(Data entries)
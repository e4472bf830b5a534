//! One sync pass over one repository.

use std::sync::Arc;

use chrono::{DateTime, Duration, Utc};

use crate::platform::{PlatformClient, RepoKey};
use crate::shutdown::ShutdownSignal;
use crate::store::{NewCommit, StoreError, SyncStore};

use super::error::SyncError;
use super::types::SyncOutcome;

/// Drives `fetch repository -> store repository -> fetch commits -> store commits`.
///
/// Steps run strictly in order and none is retried; the next monitoring tick
/// is the retry.
pub struct Syncer<C, S> {
    client: Arc<C>,
    store: Arc<S>,
    shutdown: ShutdownSignal,
}

impl<C, S> Clone for Syncer<C, S> {
    fn clone(&self) -> Self {
        Self {
            client: Arc::clone(&self.client),
            store: Arc::clone(&self.store),
            shutdown: self.shutdown.clone(),
        }
    }
}

impl<C, S> Syncer<C, S>
where
    C: PlatformClient,
    S: SyncStore,
{
    pub fn new(client: Arc<C>, store: Arc<S>, shutdown: ShutdownSignal) -> Self {
        Self {
            client,
            store,
            shutdown,
        }
    }

    pub fn store(&self) -> &S {
        &self.store
    }

    pub fn client(&self) -> &C {
        &self.client
    }

    fn ensure_running(&self, repo: &str) -> Result<(), SyncError> {
        if self.shutdown.is_shutdown() {
            return Err(SyncError::Cancelled {
                repo: repo.to_string(),
            });
        }
        Ok(())
    }

    /// Run one pass for `key`, fetching commits from `since` onwards.
    ///
    /// `None` fetches all history. An empty fetch is a successful no-op.
    #[tracing::instrument(skip(self, key), fields(repo = %key))]
    pub async fn sync_once(
        &self,
        key: &RepoKey,
        since: Option<DateTime<Utc>>,
    ) -> Result<SyncOutcome, SyncError> {
        let repo = key.to_string();

        self.ensure_running(&repo)?;
        let snapshot = self
            .client
            .fetch_repository(&key.owner, &key.name)
            .await
            .map_err(|source| SyncError::FetchRepository {
                repo: repo.clone(),
                source,
            })?;

        self.ensure_running(&repo)?;
        self.store
            .upsert_repository(&snapshot)
            .await
            .map_err(|source| SyncError::StoreRepository {
                repo: repo.clone(),
                source,
            })?;

        // Commits reference the storage id, not anything the remote reports.
        let stored = self
            .store
            .find_repository(key)
            .await
            .and_then(|found| found.ok_or_else(|| StoreError::not_found_by_key(key)))
            .map_err(|source| SyncError::LoadRepository {
                repo: repo.clone(),
                source,
            })?;

        self.ensure_running(&repo)?;
        let commits = self
            .client
            .fetch_commits_since(&key.owner, &key.name, since)
            .await
            .map_err(|source| SyncError::FetchCommits {
                repo: repo.clone(),
                source,
            })?;

        if commits.is_empty() {
            tracing::info!("No new commits");
            return Ok(SyncOutcome {
                repository_id: stored.id,
                fetched: 0,
                written: 0,
            });
        }

        let fetched = commits.len();
        let rows: Vec<NewCommit> = commits
            .into_iter()
            .map(|commit| NewCommit::from_snapshot(stored.id, commit))
            .collect();

        self.ensure_running(&repo)?;
        let written = self
            .store
            .upsert_commits(rows)
            .await
            .map_err(|source| SyncError::StoreCommits {
                repo: repo.clone(),
                source,
            })?;

        if written == 0 {
            tracing::info!(fetched, "No new commits");
        } else {
            tracing::info!(fetched, written, "Commits synced");
        }

        Ok(SyncOutcome {
            repository_id: stored.id,
            fetched,
            written,
        })
    }

    /// The `since` to use for `key`'s next pass.
    ///
    /// The stored cursor when one exists. A repository that is unknown or has
    /// no commits yet gets a full backfill from `history_start`.
    pub async fn resolve_since(
        &self,
        key: &RepoKey,
        history_start: DateTime<Utc>,
    ) -> Result<DateTime<Utc>, SyncError> {
        match self.store.latest_commit_date(key).await {
            Ok(cursor) => Ok(cursor),
            Err(StoreError::NoRecordsYet { .. } | StoreError::EntityNotFound { .. }) => {
                tracing::debug!(repo = %key, since = %history_start, "No cursor yet, backfilling");
                Ok(history_start)
            }
            Err(source) => Err(SyncError::Cursor {
                repo: key.to_string(),
                source,
            }),
        }
    }

    /// Resolve the cursor for `key` and run one pass from it.
    pub async fn sync_from_cursor(
        &self,
        key: &RepoKey,
        history_start: DateTime<Utc>,
    ) -> Result<SyncOutcome, SyncError> {
        self.ensure_running(&key.to_string())?;
        let since = self.resolve_since(key, history_start).await?;
        self.sync_once(key, Some(since)).await
    }

    /// Replay the last `days` of history for `key`, ignoring the stored cursor.
    pub async fn reset_sync(&self, key: &RepoKey, days: u32) -> Result<SyncOutcome, SyncError> {
        let since = Utc::now() - Duration::days(i64::from(days));
        tracing::info!(repo = %key, days, since = %since, "Resetting sync cursor");
        self.sync_once(key, Some(since)).await
    }
}
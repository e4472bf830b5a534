use chrono::{DateTime, Utc};
use thiserror::Error;

use crate::error::ErrorKind;

/// Errors that can occur when interacting with a code host.
#[derive(Debug, Error)]
pub enum PlatformError {
    /// Non-success response that maps to no narrower variant.
    #[error("API error ({status}): {message}")]
    Api { status: u16, message: String },

    /// Quota still exhausted after the single permitted wait.
    #[error("Rate limit exceeded. Resets at {reset_at}")]
    RateLimited { reset_at: DateTime<Utc> },

    /// Credential rejected.
    #[error("Unauthorized: {message}")]
    Unauthorized { message: String },

    /// Resource not found (repository, commit list).
    #[error("Not found: {resource}")]
    NotFound { resource: String },

    /// Network or connection error.
    #[error("Network error: {message}")]
    Network { message: String },

    /// Response body could not be decoded.
    #[error("Decode error: {message}")]
    Decode { message: String },

    /// Aborted by the shutdown signal.
    #[error("Request cancelled")]
    Cancelled,

    /// Unexpected/internal error.
    #[error("Internal error: {message}")]
    Internal { message: String },
}

impl PlatformError {
    #[inline]
    pub fn not_found(resource: impl Into<String>) -> Self {
        Self::NotFound {
            resource: resource.into(),
        }
    }

    #[inline]
    pub fn network(message: impl Into<String>) -> Self {
        Self::Network {
            message: message.into(),
        }
    }

    #[inline]
    pub fn internal(message: impl Into<String>) -> Self {
        Self::Internal {
            message: message.into(),
        }
    }

    #[inline]
    pub fn is_rate_limited(&self) -> bool {
        matches!(self, Self::RateLimited { .. })
    }

    /// Stable classification of this error.
    pub fn kind(&self) -> ErrorKind {
        match self {
            Self::NotFound { .. } => ErrorKind::NotFound,
            Self::Unauthorized { .. } => ErrorKind::Unauthorized,
            Self::RateLimited { .. } => ErrorKind::RateLimited,
            Self::Cancelled => ErrorKind::Cancelled,
            Self::Api { .. } | Self::Network { .. } | Self::Decode { .. } | Self::Internal { .. } => {
                ErrorKind::Transport
            }
        }
    }
}

/// Result type for platform operations.
pub type Result<T> = std::result::Result<T, PlatformError>;
use std::fmt;
use std::str::FromStr;

use async_trait::async_trait;
use chrono::{DateTime, Utc};
use thiserror::Error;

use super::errors::Result;

/// Natural key of a tracked repository.
#[derive(Debug, Clone, PartialEq, Eq, Hash, PartialOrd, Ord)]
pub struct RepoKey {
    pub owner: String,
    pub name: String,
}

impl RepoKey {
    pub fn new(owner: impl Into<String>, name: impl Into<String>) -> Self {
        Self {
            owner: owner.into(),
            name: name.into(),
        }
    }
}

impl fmt::Display for RepoKey {
    fn fmt(&self, f: &mut fmt::Formatter<'_>) -> fmt::Result {
        write!(f, "{}/{}", self.owner, self.name)
    }
}

#[derive(Debug, Clone, PartialEq, Eq, Error)]
pub enum RepoKeyError {
    #[error("repository reference is empty")]
    Empty,
    #[error("repository '{0}' has no owner; use owner/name")]
    MissingOwner(String),
    #[error("invalid repository reference '{0}'")]
    Malformed(String),
}

impl FromStr for RepoKey {
    type Err = RepoKeyError;

    fn from_str(s: &str) -> std::result::Result<Self, Self::Err> {
        let s = s.trim();
        if s.is_empty() {
            return Err(RepoKeyError::Empty);
        }
        match s.split_once('/') {
            None => Err(RepoKeyError::MissingOwner(s.to_string())),
            Some((owner, name))
                if owner.is_empty() || name.is_empty() || name.contains('/') =>
            {
                Err(RepoKeyError::Malformed(s.to_string()))
            }
            Some((owner, name)) => Ok(Self::new(owner, name)),
        }
    }
}

/// Repository metadata as reported by the remote.
#[derive(Debug, Clone, PartialEq, Eq)]
pub struct RepoSnapshot {
    pub owner: String,
    pub name: String,
    pub description: Option<String>,
    /// Canonical HTML URL.
    pub url: String,
    pub language: Option<String>,
    pub forks: i32,
    pub stars: i32,
    pub open_issues: i32,
    pub watchers: i32,
    pub created_at: Option<DateTime<Utc>>,
    pub updated_at: Option<DateTime<Utc>>,
}

impl RepoSnapshot {
    pub fn key(&self) -> RepoKey {
        RepoKey::new(&self.owner, &self.name)
    }
}

/// One commit as reported by the remote.
#[derive(Debug, Clone, PartialEq, Eq)]
pub struct CommitSnapshot {
    pub sha: String,
    pub message: String,
    pub author_name: String,
    /// Authored timestamp.
    pub date: DateTime<Utc>,
    pub url: String,
}

/// Read-only access to a code host.
///
/// Implementations perform no retries of their own except the single
/// rate-limit wait described on [`PlatformClient::fetch_commits_since`].
#[async_trait]
pub trait PlatformClient: Send + Sync {
    /// Fetch one repository's metadata with a single request.
    ///
    /// Fails with `NotFound` on a remote 404, `Unauthorized` on 401/403 that
    /// is not a rate-limit response, and `Network`/`Decode` on transport faults.
    async fn fetch_repository(&self, owner: &str, name: &str) -> Result<RepoSnapshot>;

    /// Fetch every commit the remote reports for `since` onwards, across all pages.
    ///
    /// `None` means all history. When a page request hits an exhausted rate
    /// limit, the client waits until the advertised reset and retries that
    /// page once; a second consecutive rate-limit response is an error.
    async fn fetch_commits_since(
        &self,
        owner: &str,
        name: &str,
        since: Option<DateTime<Utc>>,
    ) -> Result<Vec<CommitSnapshot>>;
}
use sea_orm::DbErr;
use thiserror::Error;

use crate::error::ErrorKind;
use crate::platform::RepoKey;

/// Errors that can occur in the storage layer.
#[derive(Debug, Error)]
pub enum StoreError {
    /// Database error from sea-orm.
    #[error("Database error: {0}")]
    Database(#[from] DbErr),

    /// Rejected before any I/O.
    #[error("Invalid input: {message}")]
    InvalidInput { message: String },

    /// Repository not tracked.
    #[error("Repository not found: {context}")]
    EntityNotFound { context: String },

    /// Repository tracked but owns no commits. A valid state, not a fault.
    #[error("Repository {repo} has no commits yet")]
    NoRecordsYet { repo: String },

    /// A batch write was rolled back; nothing from the batch was committed.
    #[error("Transaction rolled back ({failed} of {total} chunks failed): {source}")]
    TransactionFailed {
        failed: usize,
        total: usize,
        #[source]
        source: Box<StoreError>,
    },

    /// Aborted by the shutdown signal; any open transaction was rolled back.
    #[error("Write cancelled")]
    Cancelled,

    /// Worker panic or similar invariant break.
    #[error("Internal error: {message}")]
    Internal { message: String },
}

impl StoreError {
    pub fn invalid_input(message: impl Into<String>) -> Self {
        Self::InvalidInput {
            message: message.into(),
        }
    }

    pub fn not_found_by_key(key: &RepoKey) -> Self {
        Self::EntityNotFound {
            context: key.to_string(),
        }
    }

    pub fn kind(&self) -> ErrorKind {
        match self {
            Self::InvalidInput { .. } => ErrorKind::InvalidInput,
            Self::EntityNotFound { .. } => ErrorKind::NotFound,
            Self::NoRecordsYet { .. } => ErrorKind::NoRecordsYet,
            Self::TransactionFailed { .. } => ErrorKind::TransactionFailed,
            Self::Cancelled => ErrorKind::Cancelled,
            Self::Database(_) => ErrorKind::Database,
            Self::Internal { .. } => ErrorKind::Internal,
        }
    }
}

/// Result type alias for storage operations.
pub type Result<T> = std::result::Result<T, StoreError>;
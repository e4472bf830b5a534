//! Common re-exports for convenient entity usage.

pub use super::commit::{
    ActiveModel as CommitActiveModel, Column as CommitColumn, Entity as Commit,
    Model as CommitModel,
};
pub use super::repository::{
    ActiveModel as RepositoryActiveModel, Column as RepositoryColumn, Entity as Repository,
    Model as RepositoryModel,
};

# HOW TO COMPLETE THIS TASK:
If a line of the data contains "SyncOutcome", copy it out.

# RESPONSE:
use super::types::SyncOutcome;
    ) -> Result<SyncOutcome, SyncError> {
            return Ok(SyncOutcome {
        Ok(SyncOutcome {
    ) -> Result<SyncOutcome, SyncError> {
    pub async fn reset_sync(&self, key: &RepoKey, days: u32) -> Result<SyncOutcome, SyncError> {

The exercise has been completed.